Les phénomènes de remontées de graves maladies
animales transfrontalières, des pays tropicaux vers les pays méditerranéens et
septentrionaux, sont devenus fréquents, notamment par la remontée vers le Nord
des vecteurs de ces maladies, insectes et parasites (moustiques, moucherons,
tiques) abritant les pathogènes (virus, bactéries, parasites, ...) de ces
maladies exotiques qu’ils transmettent aux animaux par piqure. Certaines de ces
maladies animales émergentes sont transmissibles à l’Homme et constituent des
phénomènes de santé publique inconnus jusqu’alors dans notre pays et dans les
pays situés plus au nord, où la prévalence de ces vecteurs et de ces maladies
était nulle. Ces maladies dont la prévalence s’est avérée rapide et importante,
malgré les mesures de prévention et de lutte entreprises par les Services
Vétérinaires, ont une incidence importante sur le niveau et la qualité des
productions animales et réduisent l’apport des produits alimentaires d’origine
animale sur le marché.
Notre
pays ne sera réellement indépendant que s’il est en mesure de subvenir aux
besoins nutritionnels de sa population et de lui assurer la sécurité
alimentaire. Pour cela, l’intensification des productions fourragères et
l’hygiène et la santé des animaux d’élevage devront faire l’objet d’une
attention particulière car seul l’animal bien nourri et bien soigné pourra bien
alimenter l’homme.
Les nombreuses maladies, dont des maladies transmissibles de l’animal à
l’homme, affectent les animaux de rente et il est important pour le
bien-être de ces animaux, pour notre mieux-être et pour notre santé, de contrer
ces maladies en menant les investigations nécessaires pour connaître la
prévalence et l’incidence de toutes les maladies qui affectent notre cheptel,
provoquant d’importantes pertes économiques par chutes de productions,
mortalité ou morbidité. Cette connaissance géographique de la présence et de la
répartition des agents pathogènes responsables, pourra servir de base à
l’élaboration de programmes et de projets de prévention de lutte et
d’éradication des maladies animales les plus graves.

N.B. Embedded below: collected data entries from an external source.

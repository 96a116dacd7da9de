//! Audio output via cpal
//!
//! The engine is the default cpal host and output device. The output mix is a
//! single f32 stream whose callback sums every playing voice. Players decode
//! their clip up front and convert it to the device's rate and channel
//! layout, so the audio callback only copies samples.

use std::sync::{ Arc, Mutex };

use cpal::traits::{ DeviceTrait, HostTrait, StreamTrait };
use rubato::{ FastFixedOut, PolynomialDegree, Resampler };

use crate::backend::voice::{ SharedVoice, VoiceControl, VoiceState };
use crate::decoder::{ self, Clip };
use crate::engine::{
    AudioEngine, Backend, Capability, EngineError, OutputMix, PlayControl, PlayerObject,
    SeekControl, VolumeControl,
};
use crate::source::AssetSource;


type Registry = Arc<Mutex<Vec<SharedVoice>>>;


/// Resampler output chunk size in frames.
const RESAMPLE_CHUNK: usize = 1024;


/// Backend playing through the system's default output device.
#[derive( Debug, Clone, Copy, Default )]
pub struct CpalBackend;


impl CpalBackend {
    pub fn new() -> Self {
        Self
    }
}


impl Backend for CpalBackend {
    type Engine = CpalEngine;


    fn create_engine( &self ) -> Result<CpalEngine, EngineError> {
        Ok( CpalEngine {
            host: cpal::default_host(),
            device: None,
            config: None,
        })
    }
}


/// Engine object wrapping a cpal host and its default output device.
pub struct CpalEngine {
    host: cpal::Host,
    device: Option<cpal::Device>,
    config: Option<cpal::StreamConfig>,
}


impl CpalEngine {
    fn output( &self ) -> Result<( &cpal::Device, &cpal::StreamConfig ), EngineError> {
        match ( self.device.as_ref(), self.config.as_ref() ) {
            ( Some( device ), Some( config ) ) => Ok(( device, config )),
            _ => Err( EngineError::NotRealized ),
        }
    }
}


impl AudioEngine for CpalEngine {
    type Mix = CpalMix;
    type Player = CpalPlayer;


    fn realize( &mut self ) -> Result<(), EngineError> {
        let device = self.host
            .default_output_device()
            .ok_or( EngineError::NoDevice )?;

        tracing::info!( "Using output device: {:?}", device.name() );

        let config = device
            .default_output_config()
            .map_err( |e| EngineError::Stream( e.to_string() ) )?
            .config();

        tracing::info!(
            "Audio output config: {} Hz, {} channels",
            config.sample_rate.0,
            config.channels
        );

        self.device = Some( device );
        self.config = Some( config );
        Ok(())
    }


    fn create_output_mix( &mut self ) -> Result<CpalMix, EngineError> {
        let ( device, config ) = self.output()?;
        Ok( CpalMix {
            device: device.clone(),
            config: config.clone(),
            voices: Registry::default(),
            stream: None,
        })
    }


    fn create_player(
        &mut self,
        source: &AssetSource,
        sink: &CpalMix,
        _required: &[Capability],
    ) -> Result<CpalPlayer, EngineError> {
        // Every voice supports seek and volume, nothing to negotiate
        if sink.stream.is_none() {
            return Err( EngineError::NotRealized );
        }
        Ok( CpalPlayer {
            source: source.clone(),
            sample_rate: sink.config.sample_rate.0,
            channels: sink.config.channels,
            voices: Arc::clone( &sink.voices ),
            voice: None,
        })
    }


    fn destroy( &mut self ) {
        self.config = None;
        self.device = None;
    }
}


/// Output mix: one running output stream summing all voices.
pub struct CpalMix {
    device: cpal::Device,
    config: cpal::StreamConfig,
    voices: Registry,
    stream: Option<cpal::Stream>,
}


impl OutputMix for CpalMix {
    fn realize( &mut self ) -> Result<(), EngineError> {
        let voices = Arc::clone( &self.voices );
        let channels = self.config.channels as usize;

        let stream = self.device
            .build_output_stream(
                &self.config,
                move |data: &mut [f32], _: &cpal::OutputCallbackInfo| {
                    render( &voices, data, channels );
                },
                |err| {
                    tracing::error!( "Audio output error: {}", err );
                },
                None,
            )
            .map_err( |e| EngineError::Stream( e.to_string() ) )?;

        stream.play().map_err( |e| EngineError::Stream( e.to_string() ) )?;

        self.stream = Some( stream );
        Ok(())
    }


    fn destroy( &mut self ) {
        // Dropping the stream stops the device callback
        self.stream = None;
        if let Ok( mut voices ) = self.voices.lock() {
            voices.clear();
        }
    }
}


/// Audio callback body: silence, then every playing voice added on top.
fn render( voices: &Registry, data: &mut [f32], channels: usize ) {
    data.fill( 0.0 );

    let callbacks: Vec<_> = match voices.lock() {
        Ok( voices ) => voices
            .iter()
            .filter_map( |voice| voice.lock().ok()?.mix_into( data, channels ) )
            .collect(),
        Err( _ ) => return,
    };

    for sample in data.iter_mut() {
        *sample = sample.clamp( -1.0, 1.0 );
    }

    for callback in callbacks {
        callback();
    }
}


/// Player object: a decoded clip converted to the mix format.
pub struct CpalPlayer {
    source: AssetSource,
    sample_rate: u32,
    channels: u16,
    voices: Registry,
    voice: Option<SharedVoice>,
}


impl CpalPlayer {
    fn control( &self ) -> Result<VoiceControl, EngineError> {
        self.voice
            .as_ref()
            .map( |voice| VoiceControl::new( Arc::clone( voice ) ) )
            .ok_or( EngineError::NotRealized )
    }
}


impl PlayerObject for CpalPlayer {
    fn realize( &mut self ) -> Result<(), EngineError> {
        let clip = decoder::decode( &self.source )
            .map_err( |e| EngineError::Content( e.to_string() ) )?;
        let clip = convert( clip, self.sample_rate, self.channels )?;

        tracing::debug!(
            "Realized player: {} frames at {} Hz",
            clip.frames(),
            clip.sample_rate
        );

        let voice = Arc::new( Mutex::new( VoiceState::new( clip ) ) );
        self.voices
            .lock()
            .map_err( |_| EngineError::Other( "voice registry poisoned".into() ) )?
            .push( Arc::clone( &voice ) );
        self.voice = Some( voice );
        Ok(())
    }


    fn play_control( &self ) -> Result<Box<dyn PlayControl>, EngineError> {
        Ok( Box::new( self.control()? ) )
    }


    fn seek_control( &self ) -> Result<Box<dyn SeekControl>, EngineError> {
        Ok( Box::new( self.control()? ) )
    }


    fn volume_control( &self ) -> Result<Box<dyn VolumeControl>, EngineError> {
        Ok( Box::new( self.control()? ) )
    }


    fn destroy( &mut self ) {
        if let Some( voice ) = self.voice.take() {
            if let Ok( mut voices ) = self.voices.lock() {
                voices.retain( |v| !Arc::ptr_eq( v, &voice ) );
            }
            if let Ok( mut voice ) = voice.lock() {
                voice.destroy();
            }
        }
    }
}


impl Drop for CpalPlayer {
    fn drop( &mut self ) {
        self.destroy();
    }
}


/// Converts a clip to `sample_rate` and `channels`.
pub fn convert( clip: Clip, sample_rate: u32, channels: u16 ) -> Result<Clip, EngineError> {
    let clip = if clip.sample_rate != sample_rate {
        tracing::debug!( "Resampling: {} Hz → {} Hz", clip.sample_rate, sample_rate );
        resample( &clip, sample_rate )?
    } else {
        clip
    };

    if clip.channels == channels {
        return Ok( clip );
    }

    Ok( Clip {
        samples: remix( &clip.samples, clip.channels as usize, channels as usize ).into(),
        sample_rate: clip.sample_rate,
        channels,
    })
}


/// Converts interleaved samples between channel layouts.
fn remix( samples: &[f32], src_ch: usize, out_ch: usize ) -> Vec<f32> {
    if src_ch == 0 || out_ch == 0 {
        return Vec::new();
    }

    let frames = samples.len() / src_ch;
    let mut out = Vec::with_capacity( frames * out_ch );

    for frame in samples.chunks_exact( src_ch ) {
        if src_ch == 2 && out_ch == 1 {
            // Stereo to mono: mix down
            out.push( ( frame[ 0 ] + frame[ 1 ] ) * 0.5 );
            continue;
        }
        for ch in 0..out_ch {
            // Duplicate the last channel if the output has more channels
            out.push( frame[ ch.min( src_ch - 1 ) ] );
        }
    }

    out
}


/// Frame count of `frames` at `src_rate` once converted to `target_rate`, rounded.
fn expected_frames( frames: u64, src_rate: u32, target_rate: u32 ) -> usize {
    let scaled = ( frames as u128 * target_rate as u128 * 2 + src_rate as u128 ) / ( src_rate as u128 * 2 );
    usize::try_from( scaled ).unwrap_or( usize::MAX )
}


/// Resamples a whole clip with rubato.
fn resample( clip: &Clip, target_rate: u32 ) -> Result<Clip, EngineError> {
    let channels = clip.channels as usize;
    if channels == 0 || clip.sample_rate == 0 {
        return Err( EngineError::Content( "clip has no channels or sample rate".into() ) );
    }

    let mut resampler = FastFixedOut::<f32>::new(
        target_rate as f64 / clip.sample_rate as f64,
        2.0,
        PolynomialDegree::Cubic,
        RESAMPLE_CHUNK,
        channels,
    ).map_err( |e| EngineError::Other( format!( "Failed to create resampler: {}", e ) ) )?;

    // Planar copy of the input
    let mut input: Vec<Vec<f32>> = ( 0..channels ).map( |_| Vec::new() ).collect();
    for frame in clip.samples.chunks_exact( channels ) {
        for ( ch, sample ) in frame.iter().enumerate() {
            input[ ch ].push( *sample );
        }
    }

    let mut planar: Vec<Vec<f32>> = ( 0..channels ).map( |_| Vec::new() ).collect();
    let mut append = |chunk: Vec<Vec<f32>>| {
        for ( out, ch ) in planar.iter_mut().zip( chunk ) {
            out.extend( ch );
        }
    };

    let mut offset = 0;
    while input[ 0 ].len() - offset >= resampler.input_frames_next() {
        let needed = resampler.input_frames_next();
        let chunk: Vec<&[f32]> = input.iter().map( |ch| &ch[ offset..offset + needed ] ).collect();
        let resampled = resampler
            .process( &chunk, None )
            .map_err( |e| EngineError::Other( format!( "Resample error: {}", e ) ) )?;
        append( resampled );
        offset += needed;
    }

    if offset < input[ 0 ].len() {
        let rest: Vec<&[f32]> = input.iter().map( |ch| &ch[ offset.. ] ).collect();
        let resampled = resampler
            .process_partial( Some( rest.as_slice() ), None )
            .map_err( |e| EngineError::Other( format!( "Final resample error: {}", e ) ) )?;
        append( resampled );
    }

    // Flush the resampler's internal delay
    let tail = resampler
        .process_partial( None::<&[Vec<f32>]>, None )
        .map_err( |e| EngineError::Other( format!( "Final resample error: {}", e ) ) )?;
    append( tail );

    // Drop the leading filter delay and the zero padding of the last chunks
    let delay = resampler.output_delay();
    let frames = expected_frames( clip.frames(), clip.sample_rate, target_rate );
    for ch in planar.iter_mut() {
        ch.drain( ..delay.min( ch.len() ) );
        ch.resize( frames, 0.0 );
    }

    let mut samples = Vec::with_capacity( frames * channels );
    for f in 0..frames {
        for ch in &planar {
            samples.push( ch[ f ] );
        }
    }

    Ok( Clip {
        samples: samples.into(),
        sample_rate: target_rate,
        channels: clip.channels,
    })
}


#[cfg( test )]
mod tests {
    use super::*;


    fn ramp( frames: usize, channels: u16, sample_rate: u32 ) -> Clip {
        let samples: Vec<f32> = ( 0..frames * channels as usize )
            .map( |i| ( i % 100 ) as f32 / 100.0 )
            .collect();
        Clip { samples: samples.into(), sample_rate, channels }
    }


    #[test]
    fn test_remix_mono_to_stereo() {
        let out = remix( &[ 0.1, 0.2 ], 1, 2 );
        assert_eq!( out, vec![ 0.1, 0.1, 0.2, 0.2 ] );
    }


    #[test]
    fn test_remix_stereo_to_mono() {
        let out = remix( &[ 0.2, 0.4, 1.0, 0.0 ], 2, 1 );
        assert_eq!( out.len(), 2 );
        assert!( ( out[ 0 ] - 0.3 ).abs() < 1e-6 );
        assert!( ( out[ 1 ] - 0.5 ).abs() < 1e-6 );
    }


    #[test]
    fn test_convert_keeps_matching_clip() {
        let clip = ramp( 100, 2, 48000 );
        let converted = convert( clip.clone(), 48000, 2 ).unwrap();
        assert_eq!( converted.samples.len(), clip.samples.len() );
    }


    #[test]
    fn test_resample_scales_length() {
        let clip = ramp( 22050, 1, 22050 );
        let converted = convert( clip.clone(), 44100, 1 ).unwrap();
        assert_eq!( converted.sample_rate, 44100 );
        assert_eq!( converted.frames(), 44100 );
        assert!( converted.duration_ms().abs_diff( clip.duration_ms() ) <= 1 );
    }


    #[test]
    fn test_resample_keeps_short_clip_duration() {
        // 100 ms at 44.1 kHz is shorter than one resampler chunk
        let clip = ramp( 4410, 2, 44100 );
        let converted = convert( clip.clone(), 48000, 2 ).unwrap();
        assert_eq!( converted.frames(), 4800 );
        assert_eq!( converted.samples.len(), 4800 * 2 );
        assert!( converted.duration_ms().abs_diff( clip.duration_ms() ) <= 1 );
    }


    #[test]
    fn test_resample_preserves_level() {
        // A constant signal stays at its level from the start of the clip
        let clip = Clip { samples: vec![ 0.5; 8000 ].into(), sample_rate: 8000, channels: 1 };
        let converted = convert( clip, 48000, 1 ).unwrap();
        assert_eq!( converted.frames(), 48000 );
        let middle = converted.samples[ 24000 ];
        assert!( ( middle - 0.5 ).abs() < 0.05, "got {}", middle );
        assert!( converted.samples[ 64 ] > 0.25, "got {}", converted.samples[ 64 ] );
    }


    #[test]
    fn test_expected_frames_rounds() {
        assert_eq!( expected_frames( 4410, 44100, 48000 ), 4800 );
        assert_eq!( expected_frames( 1, 3, 2 ), 1 );
        assert_eq!( expected_frames( 0, 44100, 48000 ), 0 );
    }
}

Le constat est inquiétant ; les conditions générales d’élevage sont mauvaises et se caractérisent par des troubles de la reproduction, une mortalité élevée des jeunes et une période productive réduite ; les niveaux de production sont très faibles comparés au potentiel génétique des animaux. Pour les animaux dépendant des parcours naturels pour leur alimentation (dromadaires, bovins et petits ruminants de races autochtones), la situation est particulièrement difficile ; les parcours naturels se sont réduits en quelques décennies, passant de 9 à 5,5 millions d’ha. Ces parcours sont dégradés, pauvres et situés dans les zones arides et semi-arides. Les actions d’amélioration pastorale n’ont réalisé qu’une très faible partie des objectifs de la stratégie nationale en matière d’aménagement des parcours. Les ressources fourragères couvrent seulement 35 à 50% des besoins du cheptel, selon les années, Les parcours représentent 20-30% de ces ressources et les fourrages cultivés 15 à 20%. Les fourrages cultivés en sec qui avaient occupés près de 400.000 ha en 1996 n’en occupe plus que 300.000 ha. Les fourrages cultivés en irrigué occupent moins de 15 % des périmètres irrigués. Les quantités de sous-produits de l’agriculture et de l’agro-industrie, utilisables dans l’alimentation du cheptel, sont de 600.000 T dont 400.000 T de sous-produits de meunerie et 200.000 T des autres industries agroalimentaires. Le déficit fourrager (35 à 50%) est compensé par l’importation d’aliments concentrés de l’étranger aggravant notre dépendance du marché international et le déficit de notre balance des paiements.
Le système des terres collectives dans le centre et le sud du pays où de grandes superficies restent inexploitées du fait de la situation juridique de ces terres, décourage les investisseurs et handicape le développement de régions entières. Il serait peut être temps de se pencher sur ce problème.